▶ _EXERCISE DIRECTIONS_:
Wherever the string "paths" shows up in the records below, return that line.

▶ _Stored data_:
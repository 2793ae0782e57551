//! Structural schema of a job-definition file.
//!
//! A job-definition file is the same document the default template composes
//! from flags, so both submission paths hand the launcher one shape.

use std::collections::BTreeMap;

use serde::Deserialize;
use serde_yaml::{Mapping, Value};

use crate::error::ConfigFileError;
use crate::job::{validate_name, InstanceType};

/// Only cluster type the launcher knows how to submit to.
pub const KUBERNETES_CLUSTER_TYPE: &str = "k8s";

/// `cluster` section of a job definition.
#[derive(Debug, Clone, Deserialize)]
pub struct ClusterSection {
    pub cluster_type: String,
    pub instance_type: String,
    pub cluster_config: Mapping,
}

/// `training_cfg.run` section.
#[derive(Debug, Clone, Default, Deserialize)]
pub struct RunSection {
    pub name: Option<String>,
    pub nodes: Option<u32>,
    pub ntasks_per_node: Option<u32>,
}

/// `training_cfg` section.
#[derive(Debug, Clone, Default, Deserialize)]
pub struct TrainingSection {
    pub entry_script: Option<String>,
    #[serde(default)]
    pub script_args: Vec<Value>,
    #[serde(default)]
    pub run: RunSection,
}

/// Typed view over a job-definition document.
#[derive(Debug, Clone, Deserialize)]
pub struct JobDefinition {
    pub cluster: ClusterSection,
    #[serde(default)]
    pub training_cfg: TrainingSection,
    pub container: Option<String>,
    #[serde(default)]
    pub env_vars: BTreeMap<String, Value>,
    pub base_results_dir: Option<String>,
}

/// A job-definition document that passed structural validation.
#[derive(Debug, Clone)]
pub struct ValidatedDefinition {
    /// Job name from `training_cfg.run.name`.
    pub job_name: String,
    /// Namespace from `cluster.cluster_config.namespace`, if set.
    pub namespace: Option<String>,
    pub instance_type: InstanceType,
    /// The untouched document, used as the composed configuration.
    pub document: Value,
}

impl JobDefinition {
    /// Check a parsed document against the job-definition schema.
    ///
    /// # Errors
    ///
    /// Returns [`ConfigFileError::TemplateValidation`] naming the first
    /// structural problem found.
    pub fn validate(document: Value) -> Result<ValidatedDefinition, ConfigFileError> {
        if !document.is_mapping() {
            return Err(ConfigFileError::TemplateValidation(
                "top level must be a mapping".to_string(),
            ));
        }

        let definition: Self = serde_yaml::from_value(document.clone())
            .map_err(|e| ConfigFileError::TemplateValidation(e.to_string()))?;

        if definition.cluster.cluster_type != KUBERNETES_CLUSTER_TYPE {
            return Err(ConfigFileError::TemplateValidation(format!(
                "cluster.cluster_type must be '{KUBERNETES_CLUSTER_TYPE}', got '{}'",
                definition.cluster.cluster_type
            )));
        }

        let instance_type: InstanceType = definition
            .cluster
            .instance_type
            .parse()
            .map_err(|e: crate::error::ValidationError| {
                ConfigFileError::TemplateValidation(format!("cluster.instance_type: {e}"))
            })?;

        let job_name = definition
            .training_cfg
            .run
            .name
            .filter(|name| !name.trim().is_empty())
            .ok_or_else(|| {
                ConfigFileError::TemplateValidation(
                    "training_cfg.run.name (job name) is required".to_string(),
                )
            })?;
        validate_name("training_cfg.run.name", &job_name)
            .map_err(|e| ConfigFileError::TemplateValidation(e.to_string()))?;

        let namespace = match definition.cluster.cluster_config.get("namespace") {
            None | Some(Value::Null) => None,
            Some(Value::String(ns)) => {
                validate_name("cluster.cluster_config.namespace", ns)
                    .map_err(|e| ConfigFileError::TemplateValidation(e.to_string()))?;
                Some(ns.clone())
            }
            Some(_) => {
                return Err(ConfigFileError::TemplateValidation(
                    "cluster.cluster_config.namespace must be a string".to_string(),
                ));
            }
        };

        Ok(ValidatedDefinition {
            job_name,
            namespace,
            instance_type,
            document,
        })
    }
}
//! Runtime settings shared by the commands.

use std::path::PathBuf;

use crate::launcher::DEFAULT_CHART;
use crate::template::TemplateSource;

/// Settings resolved from global flags and their environment fallbacks.
#[derive(Debug, Clone)]
pub struct Settings {
    /// Base template used to compose flag-driven jobs.
    pub template: TemplateSource,
    /// Helm chart reference the launcher installs.
    pub chart: String,
    /// Directory relative `--config-file` paths are resolved against.
    pub base_dir: PathBuf,
}

impl Default for Settings {
    fn default() -> Self {
        Self {
            template: TemplateSource::default(),
            chart: DEFAULT_CHART.to_string(),
            base_dir: current_dir(),
        }
    }
}

impl Settings {
    #[must_use]
    pub fn new(template: TemplateSource, chart: impl Into<String>) -> Self {
        Self {
            template,
            chart: chart.into(),
            base_dir: current_dir(),
        }
    }

    #[must_use]
    pub fn with_base_dir(mut self, base_dir: impl Into<PathBuf>) -> Self {
        self.base_dir = base_dir.into();
        self
    }
}

fn current_dir() -> PathBuf {
    std::env::current_dir().unwrap_or_else(|_| PathBuf::from("."))
}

▶ _EXERCISE RESULT_:
//! from flags, so both submission paths hand the launcher one shape.
    /// Directory relative `--config-file` paths are resolved against.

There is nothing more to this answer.